Where had he gotten this scenario?

 

“You want to know what I told him? ‘Good luck, man, but know she’d yank out your eyeballs if you tried to force things.’ So, tell me, Vanessa, did Darius have the nerve to try anything with you?”

 

“Yes, once. I left his eyeballs intact. That’s not important, it was nothing.” Try again, try again. “Matthew, listen to me. I’ve worked hard for you and the cause, done everything you’ve ever asked, and more. Stop treating me like this. Other than Ian and Andy, I’m your only friend. Not Darius, and if you believe he gives a crap about you, you’re as crazy as Andy. He’s using you; he’s manipulating you. He has his own agenda, you’re simply too blind to see it. Or he’s blinded you too much to see it. Or he’s got you to buy into what he wants to do. And tonight? It was really your idea, Matthew? Or his?”

 

“Enough of your whining. COE is not about friendship or lovers. It is not about trust. We’re on a mission, and we each have our jobs to do. Get in line, Vanessa, or you’ll regret it.” More Hitler.

 

Now he was threating to kill her?

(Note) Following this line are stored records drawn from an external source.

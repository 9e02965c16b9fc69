//! Configuration for the Navi relay.
//!
//! Resolution priority:
//!
//! 1. CLI flags (applied by the binary on top of the loaded config)
//! 2. Environment variables
//! 3. Default values
//!
//! # Environment Variable Mapping
//!
//! - `GEMINI_API_KEY` → llm.api_key
//! - `GOOGLE_API_KEY` → llm.api_key (fallback)

use serde::{Deserialize, Serialize};
use std::path::PathBuf;
use std::time::Duration;

/// Base system prompt seeded into every new session unless overridden
/// with a prompt file.
pub const DEFAULT_BASE_PROMPT: &str = "\
You are Navi - a deeply insightful, human-like travel expert and local insider, \
trusted for personalized, accurate, and culturally rich travel guidance.

Your responsibilities:
- Recommend local attractions, hidden gems, and offbeat travel spots with \
alley-level precision
- Provide personalized food and cafe suggestions with must-try dishes and \
insider tips
- Create quick or full-day itineraries tailored to the user's tone, time \
constraints, and location

Response rules:
1. Be hyper-specific: exact names, entry times, fees, ideal visiting hours
2. Format clearly: bullet points, short sections, category headings
3. Write in a natural, engaging tone - like a passionate travel blogger, not an AI
4. If the user is vague, ask 1-2 clarifying questions and suggest something \
smart in the meantime
5. Never include disclaimers about being an AI";

// ============================================================================
// Server
// ============================================================================

/// HTTP server bind configuration.
#[derive(Debug, Clone, Serialize, Deserialize)]
pub struct ServerConfig {
    /// Bind address. Default: "127.0.0.1" (local only)
    #[serde(default = "default_host")]
    pub host: String,

    /// Port to listen on.
    #[serde(default = "default_port")]
    pub port: u16,
}

impl Default for ServerConfig {
    fn default() -> Self {
        Self {
            host: default_host(),
            port: default_port(),
        }
    }
}

fn default_host() -> String {
    "127.0.0.1".into()
}

const fn default_port() -> u16 {
    8080
}

// ============================================================================
// Sessions
// ============================================================================

/// Session lifecycle configuration.
#[derive(Debug, Clone, Serialize, Deserialize)]
pub struct SessionConfig {
    /// Seconds a session may sit idle before the sweeper evicts it.
    #[serde(default = "default_idle_timeout_secs")]
    pub idle_timeout_secs: u64,

    /// Seconds between eviction sweeps.
    #[serde(default = "default_sweep_interval_secs")]
    pub sweep_interval_secs: u64,

    /// Maximum messages retained per session (system message included).
    #[serde(default = "default_max_history")]
    pub max_history: usize,
}

impl SessionConfig {
    /// Idle timeout as a `Duration`.
    pub const fn idle_timeout(&self) -> Duration {
        Duration::from_secs(self.idle_timeout_secs)
    }

    /// Sweep interval as a `Duration`.
    pub const fn sweep_interval(&self) -> Duration {
        Duration::from_secs(self.sweep_interval_secs)
    }
}

impl Default for SessionConfig {
    fn default() -> Self {
        Self {
            idle_timeout_secs: default_idle_timeout_secs(),
            sweep_interval_secs: default_sweep_interval_secs(),
            max_history: default_max_history(),
        }
    }
}

const fn default_idle_timeout_secs() -> u64 {
    60
}

const fn default_sweep_interval_secs() -> u64 {
    30
}

const fn default_max_history() -> usize {
    20
}

// ============================================================================
// LLM
// ============================================================================

/// Upstream completion API configuration.
#[derive(Debug, Clone, Serialize, Deserialize)]
pub struct LlmConfig {
    /// Model to request from the completion API.
    #[serde(default = "default_model")]
    pub model: String,

    /// Explicit API key. Falls back to `GEMINI_API_KEY` then
    /// `GOOGLE_API_KEY` when unset.
    #[serde(default)]
    pub api_key: Option<String>,

    /// Optional path to a file holding the base system prompt.
    #[serde(default)]
    pub prompt_file: Option<PathBuf>,
}

impl LlmConfig {
    /// Resolve the API key: explicit config value first, then the
    /// environment chain. Empty strings count as unset.
    pub fn resolve_api_key(&self) -> Option<String> {
        self.api_key
            .clone()
            .filter(|k| !k.is_empty())
            .or_else(|| std::env::var("GEMINI_API_KEY").ok().filter(|k| !k.is_empty()))
            .or_else(|| std::env::var("GOOGLE_API_KEY").ok().filter(|k| !k.is_empty()))
    }

    /// Load the base system prompt.
    ///
    /// Reads `prompt_file` when set, falling back to the compiled-in
    /// default (with a warning) when the file is unreadable or empty.
    pub fn load_base_prompt(&self) -> String {
        let Some(ref path) = self.prompt_file else {
            return DEFAULT_BASE_PROMPT.to_string();
        };

        match std::fs::read_to_string(path) {
            Ok(prompt) if !prompt.trim().is_empty() => {
                tracing::info!(path = %path.display(), "loaded base prompt from file");
                prompt
            }
            Ok(_) => {
                tracing::warn!(
                    path = %path.display(),
                    "prompt file is empty, using default base prompt"
                );
                DEFAULT_BASE_PROMPT.to_string()
            }
            Err(err) => {
                tracing::warn!(
                    path = %path.display(),
                    error = %err,
                    "could not read prompt file, using default base prompt"
                );
                DEFAULT_BASE_PROMPT.to_string()
            }
        }
    }
}

impl Default for LlmConfig {
    fn default() -> Self {
        Self {
            model: default_model(),
            api_key: None,
            prompt_file: None,
        }
    }
}

fn default_model() -> String {
    "gemini-2.0-flash".into()
}

// ============================================================================
// Logging
// ============================================================================

/// Logging and conversation-record configuration.
#[derive(Debug, Clone, Serialize, Deserialize)]
pub struct LoggingConfig {
    /// Base log level (trace, debug, info, warn, error).
    #[serde(default = "default_log_level")]
    pub level: String,

    /// Output format: "json" or "pretty".
    #[serde(default = "default_log_format")]
    pub format: String,

    /// File that receives one JSON record per conversation turn.
    #[serde(default = "default_conversation_log")]
    pub conversation_log: PathBuf,

    /// Optional webhook notified of each conversation turn.
    #[serde(default)]
    pub webhook_url: Option<String>,
}

impl Default for LoggingConfig {
    fn default() -> Self {
        Self {
            level: default_log_level(),
            format: default_log_format(),
            conversation_log: default_conversation_log(),
            webhook_url: None,
        }
    }
}

fn default_log_level() -> String {
    "info".into()
}

fn default_log_format() -> String {
    "pretty".into()
}

fn default_conversation_log() -> PathBuf {
    PathBuf::from("chatbot.log")
}

// ============================================================================
// Root
// ============================================================================

/// Top-level relay configuration.
#[derive(Debug, Clone, Default, Serialize, Deserialize)]
pub struct Config {
    #[serde(default)]
    pub server: ServerConfig,

    #[serde(default)]
    pub session: SessionConfig,

    #[serde(default)]
    pub llm: LlmConfig,

    #[serde(default)]
    pub logging: LoggingConfig,
}

#[cfg(test)]
mod tests {
    use super::*;
    use std::io::Write;

    #[test]
    fn test_defaults() {
        let config = Config::default();
        assert_eq!(config.server.host, "127.0.0.1");
        assert_eq!(config.server.port, 8080);
        assert_eq!(config.session.idle_timeout_secs, 60);
        assert_eq!(config.session.sweep_interval_secs, 30);
        assert_eq!(config.session.max_history, 20);
        assert_eq!(config.llm.model, "gemini-2.0-flash");
        assert!(config.llm.api_key.is_none());
    }

    #[test]
    fn test_session_durations() {
        let session = SessionConfig {
            idle_timeout_secs: 90,
            sweep_interval_secs: 15,
            max_history: 10,
        };
        assert_eq!(session.idle_timeout(), Duration::from_secs(90));
        assert_eq!(session.sweep_interval(), Duration::from_secs(15));
    }

    #[test]
    fn test_explicit_api_key_wins() {
        let llm = LlmConfig {
            api_key: Some("configured-key".into()),
            ..Default::default()
        };
        assert_eq!(llm.resolve_api_key().as_deref(), Some("configured-key"));
    }

    #[test]
    fn test_empty_api_key_counts_as_unset() {
        let llm = LlmConfig {
            api_key: Some(String::new()),
            ..Default::default()
        };
        // Falls through to the env chain, which may or may not be set in
        // the test environment; the explicit empty string must not win.
        assert_ne!(llm.resolve_api_key().as_deref(), Some(""));
    }

    #[test]
    fn test_base_prompt_default_when_no_file() {
        let llm = LlmConfig::default();
        assert_eq!(llm.load_base_prompt(), DEFAULT_BASE_PROMPT);
    }

    #[test]
    fn test_base_prompt_from_file() {
        let mut file = tempfile::NamedTempFile::new().unwrap();
        writeln!(file, "You are a terse assistant.").unwrap();

        let llm = LlmConfig {
            prompt_file: Some(file.path().to_path_buf()),
            ..Default::default()
        };
        assert_eq!(llm.load_base_prompt(), "You are a terse assistant.\n");
    }

    #[test]
    fn test_base_prompt_empty_file_falls_back() {
        let file = tempfile::NamedTempFile::new().unwrap();

        let llm = LlmConfig {
            prompt_file: Some(file.path().to_path_buf()),
            ..Default::default()
        };
        assert_eq!(llm.load_base_prompt(), DEFAULT_BASE_PROMPT);
    }

    #[test]
    fn test_base_prompt_missing_file_falls_back() {
        let llm = LlmConfig {
            prompt_file: Some(PathBuf::from("/nonexistent/prompt.txt")),
            ..Default::default()
        };
        assert_eq!(llm.load_base_prompt(), DEFAULT_BASE_PROMPT);
    }

    #[test]
    fn test_config_deserializes_with_partial_sections() {
        let config: Config = serde_json::from_str(r#"{"server":{"port":9090}}"#).unwrap();
        assert_eq!(config.server.port, 9090);
        assert_eq!(config.server.host, "127.0.0.1");
        assert_eq!(config.session.max_history, 20);
    }
}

Then, fast as lightning, he grinned, his hand once again on her knee, now caressing rather than hurting.

 

“Come on, babe, you’re getting all upset for no reason. You’re special, Vanessa. I’ve never said otherwise. You know I care about you. You’re a great talent, easy on the eyes, too, and you’re fun to be with, until now anyway. Be patient, okay? You’ll come around because you’ll see the payoff is worth it. Then who knows? Maybe you and I can have some time together. Maybe I’ll tell you everything you could ever want to know.”

 

He’d turned on a dime. He’d done it before, but never this fast, this radically. What has that monster made you? Who are you now, Matthew?

 

But she couldn’t let him see she was both afraid and killer angry. She said nothing more.

 

? ? ?

 

In another twenty minutes, in the dead of night, Matthew parked the car in the derelict lot next to the building—a car repair shop with an apartment on the second floor. It was a dump, but perfect for his uses. He looked over at Vanessa, still and silent, and got out of the car. He looked up at their darkened apartment, above the auto repair shop with its smelly bays. The whole place stank of gasoline and oil and old sandwiches and dirty men, but it was out of the way, and the owner of the shop had been more than happy to take the wad of cash Matthew had pressed into his greasy palm and shut down the business for an extended European vacation.

 

Matthew hoped the owner was enjoying himself, since if it came down to it, if necessary, he’d have Andy torch the building, and whoosh, no more business.